■ Work order: Go through the data below and return each line where the string "spec" occurs.

= Beginning of Section =

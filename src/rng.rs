//! Level-generation randomness for the skip list.
//!
//! An injectable trait, not a bare `rand::Rng` bound, so tests can pin a seed
//! and exercise a specific level distribution (spec.md §4.1.1, §9).

use rand::rngs::StdRng;
use rand::{Rng, SeedableRng};
use rand_chacha::ChaCha8Rng;

/// Source of randomness for skip-list level promotion.
///
/// `Send + Sync`, not just `Send`: sets live behind `Arc<RwLock<IndexedOrderedList>>`
/// (spec.md §5's "multiple host threads calling in simultaneously"), so a
/// `Box<dyn LevelRng>` must be shareable across threads, not merely movable
/// to one.
pub trait LevelRng: Send + Sync {
    /// A boolean draw that is `true` with the given probability.
    fn gen_bool(&mut self, probability: f64) -> bool;
}

/// Default source: a process-wide, non-reproducible generator. Backed by
/// `StdRng` rather than `rand::rngs::ThreadRng` because `ThreadRng` holds an
/// `Rc` and is neither `Send` nor `Sync`, which would make it impossible to
/// share an `IndexedOrderedList` across threads via `Keyspace`.
pub struct ThreadLevelRng(StdRng);

impl ThreadLevelRng {
    pub fn new() -> Self {
        ThreadLevelRng(StdRng::from_entropy())
    }
}

impl Default for ThreadLevelRng {
    fn default() -> Self {
        Self::new()
    }
}

impl LevelRng for ThreadLevelRng {
    fn gen_bool(&mut self, probability: f64) -> bool {
        self.0.gen_bool(probability.clamp(0.0, 1.0))
    }
}

/// Deterministic source seeded from a single `u64`, for reproducible tests.
pub struct SeededLevelRng(ChaCha8Rng);

impl SeededLevelRng {
    pub fn new(seed: u64) -> Self {
        SeededLevelRng(ChaCha8Rng::seed_from_u64(seed))
    }
}

impl LevelRng for SeededLevelRng {
    fn gen_bool(&mut self, probability: f64) -> bool {
        self.0.gen_bool(probability.clamp(0.0, 1.0))
    }
}

#[cfg(test)]
mod tests {
    use super::*;

    #[test]
    fn test_seeded_rng_is_deterministic() {
        let mut a = SeededLevelRng::new(42);
        let mut b = SeededLevelRng::new(42);
        let draws_a: Vec<bool> = (0..50).map(|_| a.gen_bool(0.25)).collect();
        let draws_b: Vec<bool> = (0..50).map(|_| b.gen_bool(0.25)).collect();
        assert_eq!(draws_a, draws_b);
    }

    #[test]
    fn test_different_seeds_diverge() {
        let mut a = SeededLevelRng::new(1);
        let mut b = SeededLevelRng::new(2);
        let draws_a: Vec<bool> = (0..200).map(|_| a.gen_bool(0.5)).collect();
        let draws_b: Vec<bool> = (0..200).map(|_| b.gen_bool(0.5)).collect();
        assert_ne!(draws_a, draws_b);
    }
}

= End of Section =

■ Expected output:
//! and exercise a specific level distribution (spec.md §4.1.1, §9).
/// (spec.md §5's "multiple host threads calling in simultaneously"), so a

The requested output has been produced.